== TASK BRIEF ==
Show all lines from the records below in which the string "expression" is present.

== LISTED ENTRIES ==

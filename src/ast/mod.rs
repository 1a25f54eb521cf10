//! # N2A Equation AST
//!
//! Types for an N2A part hierarchy: [`EquationSet`] (a
//! "part"), [`Variable`], [`Equation`], [`VariableReference`] and
//! [`ConnectionBinding`]. This module is the input to [`crate::digest`] and
//! is mutated in place during digest, then frozen.
//!
//! ## Builders
//!
//! For programmatic construction, see [`builders`], which provides fluent
//! APIs mirroring hand-written model text.

use serde::{Deserialize, Serialize};
use std::collections::BTreeSet;

pub mod builders;

/// Raw parsed node, the direct result of [`crate::parser`] before any
/// digest has run. Mirrors the "tree of named nodes": a key, an
/// optional value, and ordered children. `EquationSet`/`Variable` are built
/// from a forest of these.
#[derive(Debug, Clone, PartialEq, Serialize, Deserialize)]
pub struct RawNode {
    pub key: String,
    pub value: Option<String>,
    pub children: Vec<RawNode>,
}

impl RawNode {
    pub fn new(key: impl Into<String>) -> Self {
        RawNode {
            key: key.into(),
            value: None,
            children: Vec::new(),
        }
    }

    pub fn with_value(key: impl Into<String>, value: impl Into<String>) -> Self {
        RawNode {
            key: key.into(),
            value: Some(value.into()),
            children: Vec::new(),
        }
    }

    pub fn child(&self, key: &str) -> Option<&RawNode> {
        self.children.iter().find(|c| c.key == key)
    }

    pub fn is_reserved(&self) -> bool {
        self.key.starts_with('$')
    }
}

/// Assignment/combiner tag for a [`Variable`].
#[derive(Debug, Clone, Copy, PartialEq, Eq, Hash, Serialize, Deserialize, Default)]
pub enum Assignment {
    #[default]
    Replace,
    Add,
    Multiply,
    Divide,
    Min,
    Max,
}

impl Assignment {
    /// Parse the combiner prefix from an equation's raw text (`+=`, `*=`, …).
    pub fn from_prefix(prefix: &str) -> Self {
        match prefix {
            "+=" => Assignment::Add,
            "*=" => Assignment::Multiply,
            "/=" => Assignment::Divide,
            "<<=" => Assignment::Min,
            ">>=" => Assignment::Max,
            _ => Assignment::Replace,
        }
    }

    /// Whether this combiner requires buffering across writers: a
    /// non-`REPLACE` assignment means the Variable is combined.
    pub fn is_combined(self) -> bool {
        !matches!(self, Assignment::Replace)
    }

    /// Identity element the buffer resets to in `finalize`.
    pub fn identity(self) -> CombinerIdentity {
        match self {
            Assignment::Replace => CombinerIdentity::None,
            Assignment::Add => CombinerIdentity::Zero,
            Assignment::Multiply | Assignment::Divide => CombinerIdentity::One,
            Assignment::Min => CombinerIdentity::PositiveInfinity,
            Assignment::Max => CombinerIdentity::NegativeInfinity,
        }
    }
}

/// Symbolic identity value a combiner's buffer resets to; the code
/// generator lowers this to a literal of the variable's storage type.
#[derive(Debug, Clone, Copy, PartialEq, Eq, Serialize, Deserialize)]
pub enum CombinerIdentity {
    None,
    Zero,
    One,
    PositiveInfinity,
    NegativeInfinity,
}

/// Storage type of a [`Variable`].
#[derive(Debug, Clone, PartialEq, Eq, Serialize, Deserialize, Default)]
pub enum VarType {
    #[default]
    Scalar,
    Matrix,
    Text,
}

/// A single step in a [`VariableReference`] resolution path.
#[derive(Debug, Clone, PartialEq, Eq, Serialize, Deserialize)]
pub enum RefStep {
    /// Ascend to the containing part.
    Up,
    /// Descend into a named sub-part.
    Down(String),
    /// Follow a connection endpoint alias to the bound part.
    Endpoint(String),
}

/// Resolution path describing how to reach a variable from the part where
/// the referencing expression lives.
#[derive(Debug, Clone, PartialEq, Eq, Serialize, Deserialize, Default)]
pub struct VariableReference {
    pub steps: Vec<RefStep>,
    /// Name of the target variable once the path is followed. Empty until
    /// digest stage 5 resolves it.
    pub target_name: String,
    /// True once digest has confirmed the target exists and is reachable.
    pub resolved: bool,
}

impl VariableReference {
    pub fn unresolved(target_name: impl Into<String>) -> Self {
        VariableReference {
            steps: Vec::new(),
            target_name: target_name.into(),
            resolved: false,
        }
    }
}

/// `condition, expression` pair making up one arm of a [`Variable`]'s
/// multiconditional.
#[derive(Debug, Clone, PartialEq, Serialize, Deserialize)]
pub struct Equation {
    /// `None` for the default (unconditioned) equation; at most one equation
    /// per variable may have `condition == None`.
    pub condition: Option<String>,
    pub expression: String,
    /// Exponent the expression is known to evaluate at after exponent
    /// inference (fixed-point mode only). `None` until stage 18.
    pub exponent_next: Option<i32>,
}

impl Equation {
    pub fn default_arm(expression: impl Into<String>) -> Self {
        Equation {
            condition: None,
            expression: expression.into(),
            exponent_next: None,
        }
    }

    pub fn conditional(condition: impl Into<String>, expression: impl Into<String>) -> Self {
        Equation {
            condition: Some(condition.into()),
            expression: expression.into(),
            exponent_next: None,
        }
    }
}

/// String attribute tags carried by a [`Variable`].
pub type Attribute = &'static str;

pub const ATTR_CONSTANT: Attribute = "constant";
pub const ATTR_INIT_ONLY: Attribute = "initOnly";
pub const ATTR_TEMPORARY: Attribute = "temporary";
pub const ATTR_ACCESSOR: Attribute = "accessor";
pub const ATTR_PREEXISTENT: Attribute = "preexistent";
pub const ATTR_GLOBAL: Attribute = "global";
pub const ATTR_EXTERNAL_READ: Attribute = "externalRead";
pub const ATTR_EXTERNAL_WRITE: Attribute = "externalWrite";
pub const ATTR_CYCLE: Attribute = "cycle";
pub const ATTR_MATRIX_POINTER: Attribute = "MatrixPointer";
pub const ATTR_DUMMY: Attribute = "dummy";
pub const ATTR_PARAM: Attribute = "param";
pub const ATTR_CLI: Attribute = "cli";
pub const ATTR_REFERENCE: Attribute = "reference";

/// A named quantity in a part.
#[derive(Debug, Clone, PartialEq, Serialize, Deserialize)]
pub struct Variable {
    pub name: String,
    /// Derivative order: 0 for value, 1 for first derivative, etc.
    pub order: u32,
    pub equations: Vec<Equation>,
    pub assignment: Assignment,
    pub var_type: VarType,
    /// Index of the lower-order companion variable this one is the
    /// derivative of, within the same part's variable list. `None` for
    /// order-0 variables or before stage 6 has synthesized companions.
    pub derivative: Option<usize>,
    /// Resolved target if this variable's name aliases a variable in
    /// another part.
    pub reference: Option<VariableReference>,
    pub attributes: BTreeSet<String>,
    /// MSB power-of-two weight, fixed-point mode only.
    pub exponent: Option<i32>,
}

impl Variable {
    pub fn new(name: impl Into<String>) -> Self {
        Variable {
            name: name.into(),
            order: 0,
            equations: Vec::new(),
            assignment: Assignment::Replace,
            var_type: VarType::Scalar,
            derivative: None,
            reference: None,
            attributes: BTreeSet::new(),
            exponent: None,
        }
    }

    pub fn has_attr(&self, attr: Attribute) -> bool {
        self.attributes.contains(attr)
    }

    pub fn set_attr(&mut self, attr: Attribute) {
        self.attributes.insert(attr.to_string());
    }

    /// The single default (unconditioned) equation, if any.
    pub fn default_equation(&self) -> Option<&Equation> {
        self.equations.iter().find(|e| e.condition.is_none())
    }

    pub fn is_combined(&self) -> bool {
        self.assignment.is_combined()
    }
}

/// For a connection part: one bound endpoint.
#[derive(Debug, Clone, PartialEq, Serialize, Deserialize)]
pub struct ConnectionBinding {
    pub alias: String,
    /// Name of the endpoint part; resolved to an index into the model's
    /// part table during digest stage 2.
    pub endpoint: String,
    /// Index of this binding among the connection's endpoints (0-based).
    pub index: usize,
    pub resolution: VariableReference,
}

/// A single nonzero-coordinate expression driving a sparse-matrix
/// connection.
#[derive(Debug, Clone, PartialEq, Serialize, Deserialize)]
pub struct ConnectionMatrix {
    /// Name of the matrix-valued variable whose nonzero pattern drives
    /// connection formation.
    pub variable: String,
    /// User-supplied expression mapping a matrix row index to a row-endpoint
    /// instance index.
    pub row_mapping: String,
    /// Same, for columns.
    pub column_mapping: String,
}

/// A node in the part hierarchy: either a compartment or, when
/// `connection_bindings` is non-empty, a connection.
#[derive(Debug, Clone, PartialEq, Serialize, Deserialize)]
pub struct EquationSet {
    pub name: String,
    /// Index of the containing part in the owning [`Model`], if any.
    pub container: Option<usize>,
    /// Indices of child parts in the owning [`Model`]'s arena.
    pub parts: Vec<usize>,
    pub variables: Vec<Variable>,
    pub connection_bindings: Vec<ConnectionBinding>,
    pub connection_matrix: Option<ConnectionMatrix>,
    pub singleton: bool,
    /// Evaluation order over `variables`, populated by digest stage 14.
    pub ordered: Vec<usize>,
    /// Evaluation order over `parts`, populated by digest stage 8.
    pub ordered_parts: Vec<usize>,
    /// Analysis output populated during emission planning
    /// (`BackendData`). `None` until [`crate::digest::run`] completes.
    pub backend_data: Option<crate::digest::BackendData>,
}

impl EquationSet {
    pub fn new(name: impl Into<String>) -> Self {
        EquationSet {
            name: name.into(),
            container: None,
            parts: Vec::new(),
            variables: Vec::new(),
            connection_bindings: Vec::new(),
            connection_matrix: None,
            singleton: false,
            ordered: Vec::new(),
            ordered_parts: Vec::new(),
            backend_data: None,
        }
    }

    pub fn is_connection(&self) -> bool {
        !self.connection_bindings.is_empty()
    }

    pub fn find_variable(&self, name: &str) -> Option<usize> {
        self.variables.iter().position(|v| v.name == name)
    }

    pub fn find_variable_mut(&mut self, name: &str) -> Option<&mut Variable> {
        self.variables.iter_mut().find(|v| v.name == name)
    }
}

/// Arena owning every [`EquationSet`] in a model, indexed by position. Parts
/// reference each other (`container`, `parts`, connection endpoints) by
/// index into this arena rather than by pointer, so the whole tree is
/// trivially `Clone`/`Serialize` and survives digest's in-place mutation.
#[derive(Debug, Clone, Default, Serialize, Deserialize)]
pub struct Model {
    pub parts: Vec<EquationSet>,
    pub root: usize,
}

impl Model {
    pub fn new(root: EquationSet) -> Self {
        Model {
            parts: vec![root],
            root: 0,
        }
    }

    pub fn part(&self, idx: usize) -> &EquationSet {
        &self.parts[idx]
    }

    pub fn part_mut(&mut self, idx: usize) -> &mut EquationSet {
        &mut self.parts[idx]
    }

    /// Add `child` as a sub-part of `container_idx`, returning its index.
    pub fn add_part(&mut self, container_idx: usize, mut child: EquationSet) -> usize {
        child.container = Some(container_idx);
        let idx = self.parts.len();
        self.parts.push(child);
        self.parts[container_idx].parts.push(idx);
        idx
    }

    pub fn path_of(&self, idx: usize) -> crate::error::NodePath {
        let mut segments = Vec::new();
        let mut cur = Some(idx);
        while let Some(i) = cur {
            segments.push(self.parts[i].name.clone());
            cur = self.parts[i].container;
        }
        segments.reverse();
        crate::error::NodePath(segments)
    }
}

#[cfg(test)]
mod tests {
    use super::*;

    #[test]
    fn assignment_identity_matches_combiner() {
        assert_eq!(Assignment::Add.identity(), CombinerIdentity::Zero);
        assert_eq!(Assignment::Multiply.identity(), CombinerIdentity::One);
        assert_eq!(Assignment::Min.identity(), CombinerIdentity::PositiveInfinity);
        assert_eq!(Assignment::Max.identity(), CombinerIdentity::NegativeInfinity);
        assert_eq!(Assignment::Replace.identity(), CombinerIdentity::None);
    }

    #[test]
    fn model_add_part_links_container() {
        let mut model = Model::new(EquationSet::new("Root"));
        let child = model.add_part(model.root, EquationSet::new("Child"));
        assert_eq!(model.part(child).container, Some(model.root));
        assert_eq!(model.part(model.root).parts, vec![child]);
    }

    #[test]
    fn path_of_renders_dotted_ancestry() {
        let mut model = Model::new(EquationSet::new("Root"));
        let child = model.add_part(model.root, EquationSet::new("Child"));
        let grandchild = model.add_part(child, EquationSet::new("Leaf"));
        assert_eq!(model.path_of(grandchild).to_string(), "Root.Child.Leaf");
    }

    #[test]
    fn variable_default_equation_is_unconditioned() {
        let mut v = Variable::new("x");
        v.equations.push(Equation::conditional("$init", "0"));
        v.equations.push(Equation::default_arm("x + 1"));
        assert_eq!(v.default_equation().unwrap().expression, "x + 1");
    }
}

== SOLUTION FOR THIS EXERCISE ==
/// the referencing expression lives.
/// `condition, expression` pair making up one arm of a [`Variable`]'s
    pub expression: String,
    /// Exponent the expression is known to evaluate at after exponent
    pub fn default_arm(expression: impl Into<String>) -> Self {
            expression: expression.into(),
    pub fn conditional(condition: impl Into<String>, expression: impl Into<String>) -> Self {
            expression: expression.into(),
/// A single nonzero-coordinate expression driving a sparse-matrix
    /// User-supplied expression mapping a matrix row index to a row-endpoint
        assert_eq!(v.default_equation().unwrap().expression, "x + 1");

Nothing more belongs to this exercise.